First of all, since I've been helping you out before, keep in mind, these users should not have any profile stored in their accounts on the domain controller, since you want them stored locally.  Just delete what they have in their domain account.

Second, on their local PC, right-click My Computer and go to properties.  Click on advanced, then click Settings under User Profiles.  Find the account they are logging into the laptop with and highlight it.  Click change type.  Select local profile.  Click OK.

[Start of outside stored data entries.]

use std::io::{Cursor, Write};
use std::sync::Mutex;

use assert_matches::assert_matches;
use camino::Utf8PathBuf;
use chrono::NaiveDate;
use flate2::Compression;
use flate2::write::GzEncoder;
use md5::{Digest, Md5};

use molid::app::{App, ProgressEvent, ProgressSink, UpdateOverrides};
use molid::config::{Config, ConfigLoader, DefaultPaths, ResolvedConfig};
use molid::convert::StructureConverter;
use molid::domain::{CompoundRecord, IdentifierType, PlanSource, Query, SearchMode, Strategy};
use molid::error::MolidError;
use molid::pubchem::{RemoteLookupClient, ViewDocument};
use molid::remote::{RemoteArchive, RemoteDirectoryClient, Transfer};

const ARCHIVE: &str = "Compound_000000001_000500000.sdf.gz";

#[derive(Default)]
struct RecordingSink {
    messages: Mutex<Vec<String>>,
}

impl ProgressSink for RecordingSink {
    fn event(&self, event: ProgressEvent) {
        self.messages.lock().unwrap().push(event.message);
    }
}

#[derive(Default)]
struct MockRemote {
    calls: Mutex<usize>,
}

impl RemoteLookupClient for MockRemote {
    fn resolve_cids(&self, _id_type: IdentifierType, _value: &str) -> Result<Vec<i64>, MolidError> {
        *self.calls.lock().unwrap() += 1;
        Ok(vec![2244])
    }

    fn properties(&self, cid: i64) -> Result<Option<CompoundRecord>, MolidError> {
        Ok(Some(CompoundRecord {
            cid,
            title: Some("Aspirin".to_string()),
            iupac_name: Some("2-acetyloxybenzoic acid".to_string()),
            inchikey: Some("BSYNRYMUTXBXSQ-UHFFFAOYSA-N".to_string()),
            ..CompoundRecord::default()
        }))
    }

    fn view_document(
        &self,
        _cid: i64,
        _heading: Option<&str>,
    ) -> Result<Option<ViewDocument>, MolidError> {
        Ok(None)
    }

    fn registry_numbers(&self, _cid: i64) -> Result<Vec<String>, MolidError> {
        Ok(vec!["50-78-2".to_string()])
    }

    fn synonyms(&self, _cid: i64) -> Result<Vec<String>, MolidError> {
        Ok(vec!["acetylsalicylic acid".to_string(), "50-78-2".to_string()])
    }
}

struct MockDirectory {
    body: Vec<u8>,
    transfers: Mutex<usize>,
}

impl MockDirectory {
    fn new() -> Self {
        let sdf = "2244\nM  END\n> <PUBCHEM_COMPOUND_CID>\n2244\n\n\
                   > <PUBCHEM_IUPAC_INCHIKEY>\nBSYNRYMUTXBXSQ-UHFFFAOYSA-N\n\n$$$$\n";
        let mut encoder = GzEncoder::new(Vec::new(), Compression::default());
        encoder.write_all(sdf.as_bytes()).unwrap();
        Self {
            body: encoder.finish().unwrap(),
            transfers: Mutex::new(0),
        }
    }
}

impl RemoteDirectoryClient for MockDirectory {
    fn list_full(&self) -> Result<Vec<RemoteArchive>, MolidError> {
        Ok(vec![RemoteArchive::full(ARCHIVE)])
    }

    fn list_incremental(&self, _since: NaiveDate) -> Result<Vec<RemoteArchive>, MolidError> {
        Ok(Vec::new())
    }

    fn fetch_checksum(&self, archive: &RemoteArchive) -> Result<String, MolidError> {
        let digest: String = Md5::digest(&self.body)
            .iter()
            .map(|byte| format!("{byte:02x}"))
            .collect();
        Ok(format!("{digest}  {}\n", archive.file_name))
    }

    fn remote_size(&self, _archive: &RemoteArchive) -> Result<Option<u64>, MolidError> {
        Ok(Some(self.body.len() as u64))
    }

    fn open_transfer(&self, _archive: &RemoteArchive, offset: u64) -> Result<Transfer, MolidError> {
        *self.transfers.lock().unwrap() += 1;
        Ok(Transfer {
            resumed: offset > 0,
            body: Box::new(Cursor::new(self.body[offset as usize..].to_vec())),
        })
    }
}

struct NoConverter;

impl StructureConverter for NoConverter {
    fn to_inchikey(&self, _id_type: IdentifierType, _structure: &str) -> Result<String, MolidError> {
        Err(MolidError::MissingTool("obabel".to_string()))
    }
}

fn resolved(root: &std::path::Path) -> ResolvedConfig {
    let root = Utf8PathBuf::from_path_buf(root.to_path_buf()).unwrap();
    let config = Config {
        min_free_gb: Some(0),
        ..Config::default()
    };
    ConfigLoader::resolve_config(config, &DefaultPaths::rooted(&root)).unwrap()
}

fn app(root: &std::path::Path) -> App<MockRemote, MockDirectory, NoConverter> {
    App::new(
        resolved(root),
        MockRemote::default(),
        MockDirectory::new(),
        NoConverter,
    )
}

#[test]
fn create_then_use_database() {
    let temp = tempfile::tempdir().unwrap();
    let app = app(temp.path());
    let sink = RecordingSink::default();

    assert_matches!(app.use_db(None, &sink), Err(MolidError::DatabaseNotFound(_)));

    let created = app.create_db(None, &sink).unwrap();
    assert_eq!(created.stats.compounds, 0);
    assert_eq!(created.path, app.config().master_db.to_string());

    let status = app.use_db(None, &sink).unwrap();
    assert_eq!(status.last_ingested, None);
    assert!(
        sink.messages
            .lock()
            .unwrap()
            .iter()
            .all(|message| message.starts_with("phase="))
    );
}

#[test]
fn update_ingests_and_reports() {
    let temp = tempfile::tempdir().unwrap();
    let app = app(temp.path());
    let sink = RecordingSink::default();

    let report = app.update_db(UpdateOverrides::default(), &sink).unwrap();
    assert_eq!(report.source, PlanSource::Full);
    assert_eq!(report.ingested, 1);
    assert_eq!(report.records, 1);

    let status = app.use_db(None, &sink).unwrap();
    assert_eq!(status.stats.compounds, 1);
    assert_eq!(status.stats.archives_ingested, 1);
    assert!(status.last_ingested.is_some());

    let outcome = app
        .search(
            &Query::new(IdentifierType::Inchikey, "BSYNRYMUTXBXSQ-UHFFFAOYSA-N"),
            None,
            &sink,
        )
        .unwrap();
    assert_eq!(outcome.provenance, Strategy::BulkOnly);
    assert_eq!(outcome.records[0].cid, 2244);
}

#[test]
fn update_honours_overrides() {
    let temp = tempfile::tempdir().unwrap();
    let app = app(temp.path());
    let db_file = Utf8PathBuf::from_path_buf(temp.path().join("elsewhere.db")).unwrap();

    let report = app
        .update_db(
            UpdateOverrides {
                db_file: Some(db_file.clone()),
                max_files: Some(0),
                ..UpdateOverrides::default()
            },
            &RecordingSink::default(),
        )
        .unwrap();
    assert_eq!(report.planned, 0);
    assert!(db_file.exists());
    assert!(!app.config().master_db.exists());
}

#[test]
fn remote_search_then_registry_enrichment() {
    let temp = tempfile::tempdir().unwrap();
    let app = app(temp.path());
    let sink = RecordingSink::default();

    let outcome = app
        .search(
            &Query::new(IdentifierType::Name, "aspirin"),
            Some(&SearchMode::Single(Strategy::RemoteWithCache)),
            &sink,
        )
        .unwrap();
    assert_eq!(outcome.records[0].registry_number.as_deref(), Some("50-78-2"));

    let report = app.enrich_cas(&[2244], true, &sink).unwrap();
    assert_eq!(report.cids, 1);
    assert_eq!(report.lookups_failed, 0);
    assert_eq!(report.mappings_written, 0);
}

#[test]
fn structure_queries_need_the_converter() {
    let temp = tempfile::tempdir().unwrap();
    let app = app(temp.path());
    assert_matches!(
        app.search(
            &Query::new(IdentifierType::Smiles, "CC(=O)OC1=CC=CC=C1C(=O)O"),
            None,
            &RecordingSink::default(),
        ),
        Err(MolidError::MissingTool(_))
    );
}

That should effectively contain their profiles to the local hard drive and allow the laptop users to have the same profile all the time, both at home, and at work.
To clarify...have them log into the network at least once after having set this.  When they log off, it'll save their profile to the local hard drive.  When they go home, have them log in with the SAME account as though they were attempting to log into the domain...they do not need to change from domain to local PC.  If the domain is not available, it should use cached settings to allow them to log in anyway, and it will load the locally stored profile.  Just lose the local account altogether.
Technically, you could also just continue to let them log in at HOME with their username and password to the domain without making changes.  When the computer attempts to load the network profile, and sees that the network is no longer available, it will load a locally stored copy of their profile.  So, really, you need do nothing except have them log in at home exactly as they do at work.

But if you want the profile to be stored on the laptop, just go through the process I mentioned above.

Author

Commented:
That is indeed a simple solution! I'll try it out.

I took your earlier advice, so we're not using any central profiles.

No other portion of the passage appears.